The Girl Scouts were found dead in their sleeping bags, but not all from the same cause of death. Youngest girls Farmer & Guse were bludgeoned to death, while Milner was strangled. All three victims of the Oklahoma Girl Scout murders were determined to have been beaten & sexually assaulted prior to death.

One can only imagine the lax environment of a children’s summer camp in the 1970s, compared to those paid for by helicopter parents of the new millenia, was what led three preteen girls to be left in such a vulnerable situation. What’s more shocking though, are the warning signs that led up to the murder.

Warning signs

About two months before the Oklahoma Girl Scout murders, there was a training session for counselors at Camp Scott. During the training session, a cabin was ransacked and a note was left by the perpetrator. 

It declared that a criminal was on “a mission” to kill three girls in tent one. The Girl Scouts were last seen in tent eight, but the note was prophetic nonetheless, and was shrugged off as a joke by camp officials.

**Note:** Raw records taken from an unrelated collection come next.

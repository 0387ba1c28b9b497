//! The per-citizen evaluation: classify, maybe replan, execute.
//!
//! # Design
//!
//! One call to [`ResidentEngine::evaluate`] per citizen per tick, in three
//! phases:
//!
//! 1. **classify** — derive `current_state` from the citizen's observed
//!    whereabouts, with the special cases (dead, dummy, arrested, sick,
//!    evacuating, stale commute) short-circuiting in that priority order;
//! 2. **maybe replan** — if nothing is scheduled, run the planning cascade
//!    in fixed priority order, stopping at the first rule that schedules;
//! 3. **execute** — once simulated time reaches `scheduled_state_time`,
//!    perform the transition.
//!
//! If the execute phase invalidates its own transition (target gone, move
//! failed mid-plan), the planning cascade is re-run once in the same tick,
//! never more, so a bad tick can idle a citizen but not loop.

use rd_core::{BuildingId, CitizenId, DayClock, SimRng, SimulationConfig};
use rd_world::{
    Buildings, CitizenLocation, Citizens, Service, StructureKind, VisitPlaces, World,
};
use rd_worktime::OperatingHours;
use tracing::{debug, trace};

use crate::home::{execute_go_home, plan_at_home};
use crate::schedule::{CitizenSchedule, ResidentState, ScheduleStore};
use crate::school::{try_schedule_school, try_schedule_school_return, update_school};
use crate::shifts::update_work_shift;
use crate::visit::{
    execute_relaxing, execute_shopping, process_visit_state, try_plan_relaxing,
    try_plan_shopping, ExcursionOutcome,
};
use crate::work::{try_schedule_lunch, try_schedule_return, try_schedule_work};

pub struct ResidentEngine {
    store: ScheduleStore,
}

impl Default for ResidentEngine {
    fn default() -> Self {
        Self::new()
    }
}

impl ResidentEngine {
    pub fn new() -> Self {
        Self { store: ScheduleStore::new() }
    }

    pub fn from_store(store: ScheduleStore) -> Self {
        Self { store }
    }

    pub fn store(&self) -> &ScheduleStore {
        &self.store
    }

    pub fn store_mut(&mut self) -> &mut ScheduleStore {
        &mut self.store
    }

    /// Permanently release a citizen from the simulation.
    pub fn release(&mut self, citizen: CitizenId) {
        self.store.reset(citizen);
    }

    /// One full evaluation of one citizen.
    pub fn evaluate<W: World>(
        &mut self,
        world: &mut W,
        hours: &mut OperatingHours,
        config: &SimulationConfig,
        clock: &DayClock,
        rng: &mut SimRng,
        citizen: CitizenId,
    ) {
        if citizen.is_none() || !world.exists(citizen) {
            return;
        }

        let flags = world.flags(citizen);
        if flags.dead {
            // Released from the simulation; the record returns to zero.
            self.store.reset(citizen);
            return;
        }
        if flags.dummy_traffic {
            self.store.get_mut(citizen).current_state = ResidentState::Ignored;
            return;
        }
        if flags.arrested {
            // Held until released from custody.
            let record = self.store.get_mut(citizen);
            record.cancel();
            record.current_state = ResidentState::Ignored;
            return;
        }

        // Cascade step (a): employment/enrollment bookkeeping.
        let assigned = world.work_building(citizen);
        let work_time = if assigned.is_some() {
            hours.get_or_create(world, config, rng, assigned)
        } else {
            None
        };
        update_work_shift(world, &mut self.store, config, rng, citizen, work_time);
        update_school(world, &mut self.store, config, citizen);

        let age = world.age_group(citizen);
        let mut schedule = self.store.get(citizen);

        classify(world, citizen, &mut schedule);

        // Sickness overrides the plan: head for care unless already under
        // way or there.
        if flags.sick
            && !matches!(
                schedule.current_state,
                ResidentState::Visiting | ResidentState::InTransition
            )
        {
            let care = world.find_care(world.current_building(citizen));
            if care.is_some() {
                schedule.event_building = care;
                schedule.schedule(ResidentState::GoToVisit, clock.now);
                debug!(target: "state", %citizen, "sick, heading for care");
            }
        } else if (flags.evacuating || world.is_evacuating(world.current_building(citizen)))
            && !matches!(
                schedule.current_state,
                ResidentState::InShelter | ResidentState::InTransition
            )
        {
            schedule.current_state = ResidentState::Evacuation;
            schedule.schedule(ResidentState::GoToShelter, clock.now);
        }

        recover_stale_intent(world, clock, citizen, &mut schedule);

        if !schedule.is_scheduled() {
            plan(&self.store, world, hours, config, clock, rng, citizen, age, &mut schedule);
        }

        if schedule.is_scheduled() && clock.now >= schedule.scheduled_state_time {
            let invalidated =
                execute(world, hours, config, clock, rng, citizen, age, &mut schedule);
            // Re-entrancy rule: one replan in the same tick, never a loop.
            if invalidated && !schedule.is_scheduled() {
                plan(&self.store, world, hours, config, clock, rng, citizen, age, &mut schedule);
            }
        }

        *self.store.get_mut(citizen) = schedule;
    }
}

// ── Phase 1: classify ─────────────────────────────────────────────────────────

fn classify<W: World>(world: &W, citizen: CitizenId, schedule: &mut CitizenSchedule) {
    let building = world.current_building(citizen);
    schedule.current_state = match world.location(citizen) {
        CitizenLocation::Hidden => ResidentState::Unknown,
        CitizenLocation::Moving => ResidentState::InTransition,
        CitizenLocation::Home => ResidentState::AtHome,
        CitizenLocation::Work => {
            if building == schedule.work_building {
                ResidentState::AtWork
            } else if building == schedule.school_building {
                ResidentState::AtSchool
            } else {
                ResidentState::AtSchoolOrWork
            }
        }
        CitizenLocation::Visit => match world.class(building) {
            Some(c) if c.kind == StructureKind::Shelter || c.service == Service::Disaster => {
                ResidentState::InShelter
            }
            Some(c) if c.is_relaxing_target() => ResidentState::Relaxing,
            Some(c) if c.is_shopping_target() => ResidentState::Shopping,
            _ => ResidentState::Visiting,
        },
    };
}

/// A commute whose destination vanished gets redirected home instead of
/// leaving the citizen stranded.
fn recover_stale_intent<W: World>(
    world: &W,
    clock: &DayClock,
    citizen: CitizenId,
    schedule: &mut CitizenSchedule,
) {
    if schedule.current_state != ResidentState::InTransition || schedule.is_scheduled() {
        return;
    }
    let heading_somewhere = matches!(
        schedule.last_scheduled_state,
        ResidentState::GoToWork | ResidentState::GoToSchool | ResidentState::GoToShelter
    );
    let target = world.current_building(citizen);
    if heading_somewhere && (!world.is_active(target) || target.is_none()) {
        trace!(target: "state", %citizen, "commute target gone, going home");
        schedule.schedule(ResidentState::GoHome, clock.now);
    }
}

// ── Phase 2: planning cascade ─────────────────────────────────────────────────

#[allow(clippy::too_many_arguments)]
fn plan<W: World>(
    store: &ScheduleStore,
    world: &W,
    hours: &mut OperatingHours,
    config: &SimulationConfig,
    clock: &DayClock,
    rng: &mut SimRng,
    citizen: CitizenId,
    age: rd_world::AgeGroup,
    schedule: &mut CitizenSchedule,
) {
    let student = age.is_school_age() || world.flags(citizen).student;
    let current = world.current_building(citizen);

    match schedule.current_state {
        ResidentState::AtWork | ResidentState::AtSchoolOrWork => {
            if try_schedule_return(world, store, config, clock, schedule) {
                return;
            }
            try_schedule_lunch(world, config, clock, rng, schedule);
        }
        ResidentState::AtSchool => {
            try_schedule_school_return(clock, schedule);
        }
        ResidentState::Shopping | ResidentState::Relaxing | ResidentState::Visiting => {
            // Commitments first: the shift/class may resume mid-visit.
            if student {
                if try_schedule_school(world, config, clock, rng, current, schedule) {
                    return;
                }
            } else if try_schedule_work(world, config, clock, rng, current, schedule) {
                return;
            }
            process_visit_state(world, hours, config, clock, rng, citizen, age, schedule);
        }
        ResidentState::InShelter => {
            let evacuating =
                world.flags(citizen).evacuating || world.is_evacuating(current);
            if !evacuating {
                schedule.schedule(ResidentState::GoHome, clock.now);
            }
        }
        ResidentState::AtHome => {
            if student {
                if try_schedule_school(world, config, clock, rng, current, schedule) {
                    return;
                }
            } else if try_schedule_work(world, config, clock, rng, current, schedule) {
                return;
            }
            if try_plan_shopping(world, config, clock, rng, age, schedule) {
                return;
            }
            if try_plan_relaxing(world, config, clock, rng, age, current, schedule) {
                return;
            }
            plan_at_home(config, clock, rng, schedule);
        }
        // Moving, sheltering-in-progress, or out of scope: nothing to plan.
        ResidentState::InTransition
        | ResidentState::Evacuation
        | ResidentState::Ignored
        | ResidentState::Unknown => {}
        // Observed-only and intent states never appear as current here.
        _ => {}
    }
}

// ── Phase 3: execute ──────────────────────────────────────────────────────────

/// Perform the due transition.  Returns `true` when the transition turned
/// out to be invalid, signalling the caller to replan once.
#[allow(clippy::too_many_arguments)]
fn execute<W: World>(
    world: &mut W,
    hours: &mut OperatingHours,
    config: &SimulationConfig,
    clock: &DayClock,
    rng: &mut SimRng,
    citizen: CitizenId,
    age: rd_world::AgeGroup,
    schedule: &mut CitizenSchedule,
) -> bool {
    let at_home = schedule.current_state == ResidentState::AtHome;

    // Unrealized citizens skip excursions entirely: the "trip" happens off
    // screen as a no-op.
    if at_home
        && matches!(
            schedule.scheduled_state,
            ResidentState::GoShopping | ResidentState::GoToRelax | ResidentState::GoToVisit
        )
        && rng.should_occur(config.virtual_citizens_quota)
    {
        schedule.consume();
        return false;
    }

    let hint = schedule.hint;
    let state = schedule.consume();
    trace!(target: "state", %citizen, ?state, "executing transition");

    match state {
        ResidentState::GoHome => {
            if execute_go_home(world, citizen, schedule)
                && world.location(citizen) == CitizenLocation::Moving
            {
                schedule.current_state = ResidentState::InTransition;
            }
            false
        }

        ResidentState::GoToWork => {
            let work = schedule.work_building;
            if work.is_none() || !world.is_active(work) {
                return true;
            }
            if world.current_building(citizen) == work {
                schedule.current_state = ResidentState::AtWork;
                return false;
            }
            if at_home {
                schedule.departure_time = clock.now;
            }
            if world.start_moving(citizen, work) {
                schedule.current_state = ResidentState::InTransition;
                false
            } else {
                true
            }
        }

        ResidentState::GoToSchool => {
            let school = schedule.school_building;
            if school.is_none() || !world.is_active(school) {
                return true;
            }
            if world.current_building(citizen) == school {
                schedule.current_state = ResidentState::AtSchool;
                return false;
            }
            if world.start_moving(citizen, school) {
                schedule.current_state = ResidentState::InTransition;
                false
            } else {
                true
            }
        }

        ResidentState::GoShopping => {
            let outcome = execute_shopping(
                world, hours, config, clock, rng, citizen, at_home, hint, schedule,
            );
            finish_excursion(world, citizen, clock, outcome, schedule)
        }

        ResidentState::GoToRelax => {
            let outcome = execute_relaxing(
                world, hours, config, clock, rng, citizen, at_home, hint, schedule,
            );
            finish_excursion(world, citizen, clock, outcome, schedule)
        }

        ResidentState::GoToVisit => {
            let target = schedule.event_building;
            if target.is_none() || !world.is_active(target) {
                schedule.event_building = BuildingId::NONE;
                return true;
            }
            if world.start_moving(citizen, target) {
                schedule.current_state = ResidentState::InTransition;
                false
            } else {
                schedule.event_building = BuildingId::NONE;
                true
            }
        }

        ResidentState::GoToShelter => {
            let shelter = world.find_shelter(world.current_building(citizen));
            if shelter.is_some() && world.start_moving(citizen, shelter) {
                schedule.current_state = ResidentState::InTransition;
            }
            // No shelter available: shelter in place, re-check next tick.
            false
        }

        // Scheduled idle period: nothing to do.
        ResidentState::AtHome => false,

        // Anything else queued here is stale by definition.
        _ => true,
    }
}

fn finish_excursion<W: World>(
    world: &W,
    citizen: CitizenId,
    clock: &DayClock,
    outcome: ExcursionOutcome,
    schedule: &mut CitizenSchedule,
) -> bool {
    match outcome {
        ExcursionOutcome::Departed => {
            if world.location(citizen) == CitizenLocation::Moving {
                schedule.current_state = ResidentState::InTransition;
            }
            false
        }
        ExcursionOutcome::GoHome => {
            schedule.schedule(ResidentState::GoHome, clock.now);
            false
        }
        ExcursionOutcome::Stay => false,
    }
}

What’s even more unnerving than the mysterious note left months before the Oklahoma Girl Scout murders are the events leading up to the murder. Multiple witnesses recount hearing warning signs during the night the murders took place.

Warning sounds

Ranker reported that campers heard moaning sounds coming from the direction of tent number eight an hour after midnight the evening of the murders. Even more eerily, a Girl Scout recalls being woken by a flashlight peering through the flap in her tent thirty minutes later, while another heard screams at 3:00 AM that night.

The Oklahoma Girl Scout murders remain unsolved, but that doesn’t mean there haven’t been multiple suspects since the late 70s. An escaped convict, Gene Leroy Hart, was tried and found not guilty in ‘78, while female DNA discovered on the crime scene in 2008 led authorities to believe that a woman was possibly involved in the killings.

Camp Scott has since closed down, and the Oklahoma Girl Scout murders remain a mystery to law enforcement & true crime fans alike. The girls are survived by their parents who worked to put a victim’s bill of rights in place in Oklahoma, helping future casualties of similar heinous crimes.